I don’t expect every magazine to impress me with a live cover, but I do expect that most will be formatted so I can comfortably read them on an iPhone. Plenty are—including Macworld, thank goodness—but plenty aren’t.
It’s kind of nice to look at a PDF on a 12.9-inch iPad Pro, but trying to read one on an iPhone XS Max is simply annoying. I can barely imagine what it’s like trying to read one on a smaller iPhone. Apple may just want you to be happy that you can read these magazines for such a low price regardless of format, but in practice they’ll probably end up being skipped. In time, it may lead to skipping the subscription altogether.
Downloaded magazine issues can’t be manually deleted
This one is so bizarre that my boss asked me to triple-check it. But nope, Apple says it right in its support page: “You can’t delete an issue that you download to your device. … Automatically downloaded issues delete themselves after 30 days or sooner if storage space is limited. Manually downloaded issues won’t delete unless storage space is limited.”

Almost nothing about this tells me how many magazines I’ve downloaded.
This could be bad if you download a lot of magazines through Apple News+. A whopping number of magazines are just PDFs, after all, and Apple doesn’t let you know the sizes of the files. Worse, it doesn’t even let you see all the magazines you’ve downloaded in one place.
If I was hard-pressed for storage (and with my 64GB iPhone XS Max, I sometimes am), magazines in Apple News+ would be among the first things I’d consider tossing overboard.
Apple probably wouldn’t have to change much about the interface to include this feature. On iOS, it could work with a long-press: the exact same gesture you use to delete an app on the home screen. Boom, done. On a Mac, a right-click would suffice.
This especially weirds me out since Texture—the app Apple bought in order to give life to Apple News+—did allow you to delete issues. That suggests a deliberate design decision on Apple’s part, and I can’t even begin to fathom its reasoning.
Apple News+ doesn’t really replace my subscriptions
Apple made a big deal about how buying subscriptions to all the magazines included in Apple News+ will cost around $8,000, and sure, that’s a valid way of showing that Apple News+ is a good deal. The problem? I still don’t think it’s good enough to drop the subscriptions I already have.
I typically see people talking about The Wall Street Journal in this context (which comes with its own quirks on Apple News+), but I’m specifically thinking of The New Yorker. I almost always read New Yorker articles through shared links on Twitter rather than links from the actual homepage, and a subscription keeps me from hitting the paywall once I’ve passed my monthly allotment of free articles. Apple News+ does no such thing when I read one of its articles through Twitter or Facebook.

I have an Apple News+ subscription, but that means nothing to articles I access on the internet.

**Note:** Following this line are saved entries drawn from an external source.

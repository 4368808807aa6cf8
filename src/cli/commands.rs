//! CLI commands and argument parsing

use clap::{Parser, Subcommand};
use std::path::PathBuf;

/// Incremental sync runner for JSON Lines sources
#[derive(Parser, Debug)]
#[command(name = "solidafy-sync")]
#[command(author, version, about, long_about = None)]
pub struct Cli {
    /// Source definition file (YAML)
    #[arg(short = 'S', long, global = true)]
    pub source: Option<PathBuf>,

    /// State file (JSON); checkpoints are written back to it
    #[arg(short, long, global = true)]
    pub state: Option<PathBuf>,

    /// Inline state JSON
    #[arg(long, global = true, conflicts_with = "state")]
    pub state_json: Option<String>,

    /// Output format
    #[arg(short, long, global = true, default_value = "json")]
    pub format: OutputFormat,

    /// Verbose output
    #[arg(short, long, global = true)]
    pub verbose: bool,

    #[command(subcommand)]
    pub command: Commands,
}

/// CLI subcommands
#[derive(Subcommand, Debug)]
pub enum Commands {
    /// Verify that every stream's data is reachable
    Check,

    /// Print the catalog of available streams
    Discover,

    /// Read data from streams
    Read {
        /// Configured catalog file (JSON); defaults to every stream,
        /// incremental where supported
        #[arg(long)]
        catalog: Option<PathBuf>,

        /// Streams to sync (comma-separated, empty = all)
        #[arg(long)]
        streams: Option<String>,

        /// Maximum records per slice
        #[arg(long)]
        max_records: Option<usize>,

        /// Emit a message for every slice read
        #[arg(long)]
        log_slices: bool,

        /// Keep reading the remaining streams after a stream fails
        #[arg(long)]
        continue_on_error: bool,

        /// Write the final state to this file
        #[arg(long)]
        state_out: Option<PathBuf>,
    },
}

/// Output format
#[derive(Debug, Clone, Copy, PartialEq, Eq, clap::ValueEnum)]
pub enum OutputFormat {
    /// JSON output (one message per line)
    Json,
    /// Human-readable output
    Pretty,
}
//! Partition router implementations
//!
//! Each router handles a specific slicing strategy.

use super::types::{PartitionRouter, SliceStream, StreamSlice};
use futures::StreamExt;

// ============================================================================
// List Router
// ============================================================================

/// List-based partition router
///
/// Creates one slice per value of a static list.
#[derive(Debug, Clone)]
pub struct ListRouter {
    /// List of partition values
    values: Vec<String>,
    /// Field name for partition
    partition_field: String,
}

impl ListRouter {
    /// Create a new list router
    pub fn new(values: Vec<String>, partition_field: impl Into<String>) -> Self {
        Self {
            values,
            partition_field: partition_field.into(),
        }
    }

    /// Consume the router into its slice sequence
    pub fn into_slices(self) -> SliceStream<'static> {
        let field = self.partition_field;
        futures::stream::iter(
            self.values
                .into_iter()
                .map(move |value| Ok(StreamSlice::whole().with_string(field.clone(), value))),
        )
        .boxed()
    }
}

impl PartitionRouter for ListRouter {
    fn slices(&self) -> SliceStream<'_> {
        futures::stream::iter(self.values.iter().map(|value| {
            Ok(StreamSlice::whole().with_string(self.partition_field.clone(), value.clone()))
        }))
        .boxed()
    }

    fn partition_field(&self) -> &str {
        &self.partition_field
    }
}
#[cfg(test)]
mod tests {
    use super::*;
    use crate::engine::NeverLogSliceLogger;
    use crate::partition::StreamSlice;
    use crate::state::StreamState;
    use crate::stream::{CursorField, ExplicitState, PrimaryKey, RecordStream, StreamData};
    use crate::types::{JsonObject, LogLevel, SyncMode};
    use serde_json::json;
    use std::sync::Mutex;

    struct Numbers {
        name: &'static str,
        count: u64,
        fail: bool,
        state: Mutex<Option<StreamState>>,
    }

    impl Numbers {
        fn new(name: &'static str, count: u64) -> Self {
            Self {
                name,
                count,
                fail: false,
                state: Mutex::new(None),
            }
        }

        fn failing(name: &'static str) -> Self {
            Self {
                fail: true,
                ..Self::new(name, 1)
            }
        }
    }

    impl ExplicitState for Numbers {
        fn current_state(&self) -> Option<StreamState> {
            self.state.lock().unwrap().clone()
        }

        fn set_state(&self, state: StreamState) {
            *self.state.lock().unwrap() = Some(state);
        }
    }

    impl Stream for Numbers {
        fn name(&self) -> &str {
            self.name
        }

        fn primary_key(&self) -> PrimaryKey {
            PrimaryKey::single("n")
        }

        fn cursor_field(&self) -> CursorField {
            CursorField::from("n")
        }

        fn read_records(
            &self,
            _sync_mode: SyncMode,
            _cursor_field: Option<CursorField>,
            _slice: StreamSlice,
            stream_state: StreamState,
        ) -> RecordStream<'_> {
            if self.fail {
                return futures::stream::iter([Err(Error::read(self.name, "boom"))]).boxed();
            }
            let start = stream_state.get("n").and_then(|v| v.as_u64()).unwrap_or(0);
            let records: Vec<Result<StreamData>> = (start + 1..=start + self.count)
                .map(|n| Ok(json!({"n": n}).as_object().cloned().unwrap_or_default().into()))
                .collect();
            *self.state.lock().unwrap() = Some(
                json!({"n": start + self.count})
                    .as_object()
                    .cloned()
                    .unwrap_or_default(),
            );
            futures::stream::iter(records).boxed()
        }

        fn explicit_state(&self) -> Option<&dyn ExplicitState> {
            Some(self)
        }

        fn error_display_message(&self, _error: &Error) -> Option<String> {
            self.fail.then(|| format!("{} is unavailable", self.name))
        }
    }

    struct TestSource {
        streams: Vec<Numbers>,
    }

    #[async_trait]
    impl Source for TestSource {
        fn name(&self) -> &str {
            "test"
        }

        async fn check(&self) -> Result<CheckResult> {
            Ok(CheckResult::success())
        }

        fn streams(&self) -> Vec<&dyn Stream> {
            self.streams.iter().map(|s| s as &dyn Stream).collect()
        }
    }

    async fn read_all(
        source: &TestSource,
        catalog: &ConfiguredCatalog,
        manager: &StateManager,
        config: SyncConfig,
    ) -> Vec<Result<Message>> {
        SourceReader::new(source, catalog, manager, &NeverLogSliceLogger, config)
            .into_stream()
            .collect()
            .await
    }

    fn record_streams(messages: &[Result<Message>]) -> Vec<String> {
        messages
            .iter()
            .filter_map(|m| match m {
                Ok(Message::Record(record)) => Some(record.stream.clone()),
                _ => None,
            })
            .collect()
    }

    #[test]
    fn test_check_result_success() {
        let result = CheckResult::success();
        assert!(result.success);
        assert!(result.message.is_none());
    }

    #[test]
    fn test_check_result_failure() {
        let result = CheckResult::failure("Connection failed");
        assert!(!result.success);
        assert_eq!(result.message, Some("Connection failed".to_string()));
    }

    #[test]
    fn test_discover_builds_catalog_from_streams() {
        let source = TestSource {
            streams: vec![Numbers::new("a", 1), Numbers::new("b", 1)],
        };
        let catalog = source.discover().unwrap();
        assert_eq!(catalog.streams.len(), 2);
        assert!(catalog.get("a").unwrap().supports(SyncMode::Incremental));
    }

    #[tokio::test]
    async fn test_reads_streams_in_catalog_order() {
        let source = TestSource {
            streams: vec![Numbers::new("a", 2), Numbers::new("b", 1)],
        };
        let mut catalog = ConfiguredCatalog::from_catalog(&source.discover().unwrap());
        catalog.streams.reverse();

        let manager = StateManager::in_memory();
        let messages = read_all(&source, &catalog, &manager, SyncConfig::default()).await;
        assert_eq!(record_streams(&messages), vec!["b", "a", "a"]);
        assert!(messages.iter().all(Result::is_ok));
    }

    #[tokio::test]
    async fn test_incoming_state_reaches_explicit_accessor() {
        let source = TestSource {
            streams: vec![Numbers::new("a", 2)],
        };
        let catalog = ConfiguredCatalog::from_catalog(&source.discover().unwrap());
        let manager = StateManager::from_json(
            r#"[{"stream_descriptor": {"name": "a"}, "stream_state": {"n": 5}}]"#,
        )
        .unwrap();

        let messages = read_all(&source, &catalog, &manager, SyncConfig::default()).await;
        let first: Vec<&JsonObject> = messages
            .iter()
            .filter_map(|m| m.as_ref().ok()?.as_record())
            .collect();
        assert_eq!(first[0].get("n"), Some(&json!(6)));
        assert_eq!(
            manager.get_stream_state("a", None).await.get("n"),
            Some(&json!(7))
        );
    }

    #[tokio::test]
    async fn test_missing_stream_is_skipped() {
        let source = TestSource {
            streams: vec![Numbers::new("a", 1)],
        };
        let mut catalog = ConfiguredCatalog::from_catalog(&source.discover().unwrap());
        let mut ghost = catalog.streams[0].clone();
        ghost.stream.name = "ghost".to_string();
        catalog.streams.insert(0, ghost);

        let manager = StateManager::in_memory();
        let messages = read_all(&source, &catalog, &manager, SyncConfig::default()).await;
        assert_eq!(record_streams(&messages), vec!["a"]);
        assert!(messages.iter().all(Result::is_ok));
        match &messages[0] {
            Ok(Message::Log(log)) => {
                assert_eq!(log.level, LogLevel::Warn);
                assert!(log.message.contains("ghost"));
            }
            other => panic!("expected a warning first, got {other:?}"),
        }
    }

    #[tokio::test]
    async fn test_failure_with_fail_fast_stops_read() {
        let source = TestSource {
            streams: vec![Numbers::failing("a"), Numbers::new("b", 1)],
        };
        let catalog = ConfiguredCatalog::from_catalog(&source.discover().unwrap());

        let manager = StateManager::in_memory();
        let messages = read_all(&source, &catalog, &manager, SyncConfig::default()).await;
        assert_eq!(messages.len(), 2);
        match &messages[0] {
            Ok(Message::Trace(trace)) => {
                assert_eq!(trace.stream.name, "a");
                assert_eq!(trace.message, "a is unavailable");
                assert!(trace.internal_message.contains("boom"));
            }
            other => panic!("expected trace, got {other:?}"),
        }
        assert!(matches!(messages[1], Err(Error::Read { .. })));
    }

    #[tokio::test]
    async fn test_failure_without_fail_fast_reads_remaining_streams() {
        let source = TestSource {
            streams: vec![Numbers::failing("a"), Numbers::new("b", 1)],
        };
        let catalog = ConfiguredCatalog::from_catalog(&source.discover().unwrap());
        let config = SyncConfig::new().with_fail_fast(false);

        let manager = StateManager::in_memory();
        let messages = read_all(&source, &catalog, &manager, config).await;
        assert_eq!(record_streams(&messages), vec!["b"]);
        match messages.last() {
            Some(Err(Error::StreamsFailed { streams })) => {
                assert_eq!(streams, &vec!["a".to_string()]);
            }
            other => panic!("expected StreamsFailed, got {other:?}"),
        }
    }
}
//! Partition module
//!
//! Supports: whole-stream and static list slicing
//!
//! # Overview
//!
//! A slice bounds one unit of fetch work. Slices are produced lazily and
//! consumed exactly once, in order, by the stream reader:
//! - `StreamSlice::whole()` when the stream has no slicing strategy
//! - Static list of values (e.g., regions, accounts)

mod routers;
mod types;

pub use routers::ListRouter;
pub use types::{PartitionRouter, SliceStream, StreamSlice};

#[cfg(test)]
mod tests;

If I want to consider Apple News+ my main subscription, I’ll always need to visit Apple News+ when I want to read something on The New Yorker, so in all likelihood, I won’t be dropping my subscription.
Here’s a caveat: It all depends on how often you read these magazines. I read something from The New Yorker—a weekly magazine, remember—almost daily, but that’s not the case with Wired (which I also subscribe to). I may, in fact, drop my Wired subscription since I read the print magazine more often than the website.
This doesn’t bother me as much as some of the other drawbacks. “Hate,” in fact, is probably too strong of a word. But this problem certainly reveals that Apple News+ doesn’t fully account for some of the quirks of modern magazine reading, and I wish Apple made those limitations more clear from the start.